This nice meniscal flap leading to bone edema is also known as “shiny corner” for the knee, as I usually refer to during residents/fellows read-outs. Nice reference on the topic for by dear Cristine Chung and team:
Chang EY, Chen KC, Chung CB. The shiny corner of the knee: a sign of meniscal osteochondral unit dysfunction. Skeletal Radiol. 2014 Oct;43(10):1403-9. doi: 10.1007/s00256-014-1958-7. Epub 2014 Jul 23. PMID: 25052537.
Thanks for sharing. I believe that such classic cases are those we learn more and can use for great educational purposes.
Atul
Em qui., 19 de jun. de 2025 às 8:08 AM, Simon screveu:
You’ve just touched on a very important point. In this world of evidence based medicine, we should never forget the importance of experienced based medicine. After all, that is what the text-books that filled our heads as baby-rads really were…..distillations of experience.
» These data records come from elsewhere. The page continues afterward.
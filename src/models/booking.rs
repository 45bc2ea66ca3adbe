use chrono::{NaiveDate, NaiveDateTime};
use serde::{Deserialize, Serialize};

#[derive(Debug, Clone, Serialize, Deserialize)]
pub struct Booking {
    pub booking_id: String,
    pub user_id: Option<String>,
    pub property_id: String,
    pub booking_date: NaiveDate,
    pub shift_type: ShiftType,
    pub total_cost: f64,
    pub booking_source: BookingSource,
    pub status: BookingStatus,
    pub payment_screenshot_url: Option<String>,
    pub booked_at: NaiveDateTime,
    pub created_at: NaiveDateTime,
    pub updated_at: NaiveDateTime,
}

/// Booking joined with the limited user columns exposed to property/owner
/// and admin listings.
#[derive(Debug, Clone, Serialize)]
pub struct BookingWithUser {
    #[serde(flatten)]
    pub booking: Booking,
    pub user_name: Option<String>,
    pub user_phone_number: Option<String>,
    pub user_cnic: Option<String>,
    pub user_email: Option<String>,
}

#[derive(Debug, Clone, Copy, PartialEq, Eq, Serialize, Deserialize)]
pub enum BookingStatus {
    Pending,
    Confirmed,
    Cancelled,
    Completed,
}

impl BookingStatus {
    pub fn as_str(&self) -> &'static str {
        match self {
            BookingStatus::Pending => "Pending",
            BookingStatus::Confirmed => "Confirmed",
            BookingStatus::Cancelled => "Cancelled",
            BookingStatus::Completed => "Completed",
        }
    }

    pub fn parse(s: &str) -> Option<Self> {
        match s {
            "Pending" => Some(BookingStatus::Pending),
            "Confirmed" => Some(BookingStatus::Confirmed),
            "Cancelled" => Some(BookingStatus::Cancelled),
            "Completed" => Some(BookingStatus::Completed),
            _ => None,
        }
    }

    /// The guarded status graph. `Cancelled` and `Completed` are terminal;
    /// a forced admin reassignment bypasses this entirely.
    pub fn can_transition_to(&self, next: BookingStatus) -> bool {
        matches!(
            (self, next),
            (BookingStatus::Pending, BookingStatus::Confirmed)
                | (BookingStatus::Pending, BookingStatus::Cancelled)
                | (BookingStatus::Confirmed, BookingStatus::Completed)
                | (BookingStatus::Confirmed, BookingStatus::Cancelled)
        )
    }
}

#[derive(Debug, Clone, Copy, PartialEq, Eq, Serialize, Deserialize)]
pub enum ShiftType {
    Day,
    Night,
    #[serde(rename = "Full Day")]
    FullDay,
    #[serde(rename = "Full Night")]
    FullNight,
}

impl ShiftType {
    pub fn as_str(&self) -> &'static str {
        match self {
            ShiftType::Day => "Day",
            ShiftType::Night => "Night",
            ShiftType::FullDay => "Full Day",
            ShiftType::FullNight => "Full Night",
        }
    }

    pub fn parse(s: &str) -> Option<Self> {
        match s {
            "Day" => Some(ShiftType::Day),
            "Night" => Some(ShiftType::Night),
            "Full Day" => Some(ShiftType::FullDay),
            "Full Night" => Some(ShiftType::FullNight),
            _ => None,
        }
    }
}

#[derive(Debug, Clone, Copy, PartialEq, Eq, Serialize, Deserialize)]
pub enum BookingSource {
    Website,
    #[serde(rename = "WhatsApp Bot")]
    WhatsAppBot,
    #[serde(rename = "Third-Party")]
    ThirdParty,
}

impl BookingSource {
    pub fn as_str(&self) -> &'static str {
        match self {
            BookingSource::Website => "Website",
            BookingSource::WhatsAppBot => "WhatsApp Bot",
            BookingSource::ThirdParty => "Third-Party",
        }
    }

    pub fn parse(s: &str) -> Option<Self> {
        match s {
            "Website" => Some(BookingSource::Website),
            "WhatsApp Bot" => Some(BookingSource::WhatsAppBot),
            "Third-Party" => Some(BookingSource::ThirdParty),
            _ => None,
        }
    }
}
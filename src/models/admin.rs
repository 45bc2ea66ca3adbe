use chrono::NaiveDateTime;

#[derive(Debug, Clone)]
pub struct Admin {
    pub admin_id: String,
    pub username: String,
    pub password: String,
    pub created_at: NaiveDateTime,
    pub updated_at: NaiveDateTime,
}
On Wed, 18 Jun 2025, 22:16 Phillip wrote:
When OCAD started 20+ years ago MSK MRI was still in a somewhat nascent stage. I really used to enjoy sending out emails of what are now classic type examples of different concepts. With that in mind, knowing that you all are advanced greatly beyond this, I thought it would still be fun to resurrect the practice not too frequently but enough hopefully to be enjoyable. I think it is nice to be reminded of the basics but I’m still a simple guy.
Here’s an example of what our fellows have heard ad nauseum, "Bone marrow edema is the Radiologist’s friend". In other words if you see Bone marrow edema where it usually isn’t, then try to explain it. Typically either an impact injury or adjacent inflammation so in other words reactive. Here is an unstable displaced flap tear of the medial meniscus into the coronary recess with bone edema next to it acting as a flashing light saying look here.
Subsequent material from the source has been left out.